Л.Р.: Конечно, сложилось. Еще после Тынянова мы знаем, какую роль в истории искусства, литературы играет понятие «литературный быт». Это система частных отношений, общего времяпрепровождения, которые абсолютно нельзя игнорировать. Это влияет на эстетику, на мотивацию высказывания; это то место, где бытуют тексты. Создаются и бытуют. Поэтому я в свое время создал эстетику, исходящую не из принципов письма, а из принципов его бытования. Вот откуда взялись там карточки.

Есть у меня одна из очень важных для меня работ начала 80-х годов. Это текст, состоящий из 35 карточек. Когда в одном помещении собираются никак не больше тридцати человек, то текст читается таким образом. Автор, то есть я, даю по одной карточке рядом находящемуся человеку, а он передает их по рукам. Единственным зрителем этого спектакля является как раз сам автор. Потому что я наблюдаю, как эти листочки ходят, и в каждый данный момент каждый человек читает что-то другое. Понимаете? Это очень интересно. Это такое же бытование, как передать записку по рядам.

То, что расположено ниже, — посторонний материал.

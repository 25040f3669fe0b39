use chrono::{DateTime, Duration, Utc};
use sha2::{Digest, Sha256};
use std::collections::HashMap;
use std::sync::Mutex;

/// How long a cached model response stays usable.
const CACHE_TTL_HOURS: i64 = 24;

struct CacheEntry {
    response: String,
    stored_at: DateTime<Utc>,
}

/// In-memory prompt-response cache keyed by SHA-256 of prompt + context.
///
/// Expiry is checked on every read; an entry past the TTL is a miss even if it
/// is still physically present. Not persisted across restarts and never
/// evicted by size, which caps usefulness on long-lived processes with many
/// distinct documents.
pub struct PromptCache {
    entries: Mutex<HashMap<String, CacheEntry>>,
    ttl: Duration,
}

impl Default for PromptCache {
    fn default() -> Self {
        PromptCache {
            entries: Mutex::new(HashMap::new()),
            ttl: Duration::hours(CACHE_TTL_HOURS),
        }
    }
}

impl PromptCache {
    pub fn new() -> Self {
        Self::default()
    }

    /// Key derivation is order-sensitive: prompt first, then context.
    fn key(prompt: &str, context: &str) -> String {
        let mut hasher = Sha256::new();
        hasher.update(prompt.as_bytes());
        hasher.update(context.as_bytes());
        hex::encode(hasher.finalize())
    }

    pub fn lookup(&self, prompt: &str, context: &str) -> Option<String> {
        let key = Self::key(prompt, context);
        // A poisoned lock degrades to a miss; the cache is an optimization.
        let entries = self.entries.lock().ok()?;
        let entry = entries.get(&key)?;
        if Utc::now() - entry.stored_at >= self.ttl {
            return None;
        }
        Some(entry.response.clone())
    }

    pub fn store(&self, prompt: &str, context: &str, response: &str) {
        let key = Self::key(prompt, context);
        let Ok(mut entries) = self.entries.lock() else {
            return;
        };
        entries.insert(
            key,
            CacheEntry {
                response: response.to_string(),
                stored_at: Utc::now(),
            },
        );
    }

    #[cfg(test)]
    fn backdate(&self, prompt: &str, context: &str, age: Duration) {
        let key = Self::key(prompt, context);
        let mut entries = self.entries.lock().unwrap();
        if let Some(entry) = entries.get_mut(&key) {
            entry.stored_at = Utc::now() - age;
        }
    }
}

#[cfg(test)]
mod tests {
    use super::*;

    #[test]
    fn fresh_entry_hits() {
        let cache = PromptCache::new();
        cache.store("prompt", "context", "response");
        assert_eq!(
            cache.lookup("prompt", "context"),
            Some("response".to_string())
        );
    }

    #[test]
    fn entry_expires_after_ttl_without_eviction() {
        let cache = PromptCache::new();
        cache.store("prompt", "context", "response");

        cache.backdate("prompt", "context", Duration::hours(23));
        assert!(cache.lookup("prompt", "context").is_some());

        cache.backdate("prompt", "context", Duration::hours(24));
        assert_eq!(cache.lookup("prompt", "context"), None);
    }

    #[test]
    fn key_is_order_sensitive() {
        let cache = PromptCache::new();
        cache.store("abc", "def", "response");
        assert_eq!(cache.lookup("def", "abc"), None);
        assert_eq!(cache.lookup("abcdef", ""), Some("response".to_string()));
    }
}
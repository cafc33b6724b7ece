//! Changelog entry model.

use chrono::NaiveDate;
use indexmap::IndexMap;
use semver::Version;
use serde::{Deserialize, Serialize};
use std::fmt;
use std::str::FromStr;

/// One release in the changelog.
#[derive(Debug, Clone, PartialEq, Eq, Serialize, Deserialize)]
pub struct ChangelogEntry {
    /// Project name from the release heading, e.g. `Port_Ocean`.
    pub project: String,
    pub version: Version,
    pub date: NaiveDate,
    /// Category label to notes, in document order.
    pub sections: IndexMap<String, Vec<String>>,
}

impl ChangelogEntry {
    pub fn new(project: impl Into<String>, version: Version, date: NaiveDate) -> Self {
        Self {
            project: project.into(),
            version,
            date,
            sections: IndexMap::new(),
        }
    }

    /// Append a note under a category, creating the category if needed.
    pub fn add_note(&mut self, category: impl Into<String>, note: impl Into<String>) -> &mut Self {
        self.sections
            .entry(category.into())
            .or_default()
            .push(note.into());
        self
    }

    /// Total number of notes across all categories.
    pub fn note_count(&self) -> usize {
        self.sections.values().map(Vec::len).sum()
    }

    pub fn heading(&self) -> String {
        format!("{} {} ({})", self.project, self.version, self.date)
    }
}

/// A parsed changelog document.
#[derive(Debug, Clone, PartialEq, Eq, Default)]
pub struct Changelog {
    /// Everything above the first release: title, prose, marker line.
    pub preamble: String,
    /// The insertion marker the document was parsed with.
    pub start_marker: String,
    /// Whether the preamble contains `start_marker`.
    pub has_marker: bool,
    /// Releases, newest first.
    pub entries: Vec<ChangelogEntry>,
}

impl Changelog {
    /// The most recent release.
    pub fn head(&self) -> Option<&ChangelogEntry> {
        self.entries.first()
    }

    /// The release with exactly this version.
    pub fn find(&self, version: &Version) -> Option<&ChangelogEntry> {
        self.entries.iter().find(|e| &e.version == version)
    }
}

/// Which version component a new release increments.
#[derive(Debug, Clone, Copy, PartialEq, Eq, Default)]
pub enum Bump {
    #[default]
    Patch,
    Minor,
    Major,
}

impl fmt::Display for Bump {
    fn fmt(&self, f: &mut fmt::Formatter<'_>) -> fmt::Result {
        match self {
            Bump::Patch => write!(f, "patch"),
            Bump::Minor => write!(f, "minor"),
            Bump::Major => write!(f, "major"),
        }
    }
}

impl FromStr for Bump {
    type Err = String;

    fn from_str(s: &str) -> Result<Self, Self::Err> {
        match s.to_lowercase().as_str() {
            "patch" => Ok(Bump::Patch),
            "minor" => Ok(Bump::Minor),
            "major" => Ok(Bump::Major),
            _ => Err(format!("unknown bump `{}`, expected patch, minor or major", s)),
        }
    }
}

/// The version following `current`.
///
/// A pre-release of the bumped component is finalized rather than
/// incremented, so `0.2.0-beta.1` bumps to `0.2.0` at the same level.
pub fn next_version(current: &Version, bump: Bump) -> Version {
    let mut next = Version::new(current.major, current.minor, current.patch);
    if !current.pre.is_empty() {
        let finalizes = match bump {
            Bump::Patch => true,
            Bump::Minor => current.patch == 0,
            Bump::Major => current.patch == 0 && current.minor == 0,
        };
        if finalizes {
            return next;
        }
    }

    match bump {
        Bump::Patch => next.patch += 1,
        Bump::Minor => {
            next.minor += 1;
            next.patch = 0;
        }
        Bump::Major => {
            next.major += 1;
            next.minor = 0;
            next.patch = 0;
        }
    }
    next
}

Л.Б.: Но в книге это не может не выглядеть по-другому.

Л.Р.: В книге это выглядит, как документ.

Л.Б.: Такое бытование текстов – это во многом черта эпохи. Вы ее просто очень четко ухватили и реализовали.

Л.Р.: Да. И, опубликованное сейчас, это выглядит не как текст, а как документ, свидетельствующий о том, что такой текст существует.

Л.Б.: Да, это легитимация, подтверждение. А тогда, в какой-то степени из-за нашей бедности, расширились типы разнообразного бытования текстов.

Л.Р.: Да. Но когда появился интернет, выяснилось, что тексты виртуально распространяются с помощью системы ссылок. Кто-то кому-то посылает ссылку на какой-то текст. Эта ссылка занимает одну строчку, но если строчку откроешь, там получается большой текст. Я свои тексты, кстати, строил по такому же принципу. Любой фрагмент выглядел, как некая метка жанра или определенного стиля. Человек, который более или менее много прочитал, по этой косточке сразу восстанавливал организм. То есть каждый фрагмент, каждая карточка потенциально прорастала во что-то другое – в целое произведение. И сейчас принцип распространения информации в интернете примерно такой же.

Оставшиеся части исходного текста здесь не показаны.